Material to process ->
========================================================================
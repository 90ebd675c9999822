//! Configuration for an AcTEC gateway connection
//!
//! A gateway is described by a small YAML file:
//!
//! ```yaml
//! host: 192.168.1.20
//! mac: "aa:bb:cc:dd:ee:ff"
//! token: !secret actec_token
//! ```
//!
//! `!secret` values are read from `secrets.yaml` beside the file and
//! `!env_var` values from the environment. [`GatewayConfig::client_config`]
//! turns the file into the session settings used by `actec-client`.

pub mod error;
pub mod gateway_config;
pub mod loader;
pub mod secrets;

pub use error::{ConfigError, ConfigResult};
pub use gateway_config::{normalize_mac, GatewayConfig, KeepaliveConfig};
pub use loader::YamlLoader;
pub use secrets::Secrets;
//! YAML loading with `!secret` and `!env_var` substitution

use std::fs;
use std::path::{Path, PathBuf};

use serde_yaml::value::TaggedValue;
use serde_yaml::{Mapping, Value};
use tracing::{debug, trace};

use crate::error::{ConfigError, ConfigResult};
use crate::secrets::Secrets;

/// Reads a YAML document and replaces tagged scalars with their values
///
/// `!secret key` is looked up in the `secrets.yaml` beside the document and
/// `!env_var NAME` in the process environment. Any other tag is rejected.
pub struct YamlLoader {
    secrets: Secrets,
}

impl YamlLoader {
    /// Loader for documents in `config_dir`, reading its secrets file
    pub fn new(config_dir: &Path) -> ConfigResult<Self> {
        Ok(Self {
            secrets: Secrets::load(config_dir)?,
        })
    }

    pub fn with_secrets(secrets: Secrets) -> Self {
        Self { secrets }
    }

    pub fn secrets(&self) -> &Secrets {
        &self.secrets
    }

    pub fn load_file(&self, path: &Path) -> ConfigResult<Value> {
        debug!(path = %path.display(), "loading configuration");
        let content = fs::read_to_string(path).map_err(|source| ConfigError::ReadFile {
            path: path.to_path_buf(),
            source,
        })?;
        self.load_str(&content, path)
    }

    /// Parse `content`; `origin` is only used in error messages
    pub fn load_str(&self, content: &str, origin: &Path) -> ConfigResult<Value> {
        let value: Value =
            serde_yaml::from_str(content).map_err(|source| ConfigError::ParseYaml {
                path: origin.to_path_buf(),
                source,
            })?;
        self.resolve(value)
    }

    fn resolve(&self, value: Value) -> ConfigResult<Value> {
        match value {
            Value::Tagged(tagged) => self.resolve_tag(*tagged),
            Value::Mapping(map) => {
                let mut resolved = Mapping::with_capacity(map.len());
                for (key, value) in map {
                    resolved.insert(self.resolve(key)?, self.resolve(value)?);
                }
                Ok(Value::Mapping(resolved))
            }
            Value::Sequence(items) => items
                .into_iter()
                .map(|item| self.resolve(item))
                .collect::<ConfigResult<Vec<_>>>()
                .map(Value::Sequence),
            other => Ok(other),
        }
    }

    fn resolve_tag(&self, tagged: TaggedValue) -> ConfigResult<Value> {
        let tag = tagged.tag.to_string();
        trace!(%tag, "resolving tag");
        match tag.as_str() {
            "!secret" => {
                let key = tag_argument(&tag, tagged.value)?;
                let secret = self.secrets.get(&key)?;
                debug!(key = %key, "substituted secret");
                Ok(Value::String(secret.to_string()))
            }
            "!env_var" => {
                let var = tag_argument(&tag, tagged.value)?;
                let value = std::env::var(&var)
                    .map_err(|_| ConfigError::EnvVarNotFound { var: var.clone() })?;
                debug!(var = %var, "substituted environment variable");
                Ok(Value::String(value))
            }
            _ => Err(ConfigError::invalid(&tag, "unsupported tag")),
        }
    }
}

fn tag_argument(tag: &str, value: Value) -> ConfigResult<String> {
    match value {
        Value::String(s) if !s.trim().is_empty() => Ok(s.trim().to_string()),
        _ => Err(ConfigError::invalid(tag, "expects a name")),
    }
}

/// Directory holding `path`, used to find its secrets file
pub fn config_dir(path: &Path) -> PathBuf {
    match path.parent() {
        Some(dir) if !dir.as_os_str().is_empty() => dir.to_path_buf(),
        _ => PathBuf::from("."),
    }
}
========================================================================
Exercise description ->
From the material above, return every line that contains "YamlLoader".

Finished task ->
pub use loader::YamlLoader;
pub struct YamlLoader {
impl YamlLoader {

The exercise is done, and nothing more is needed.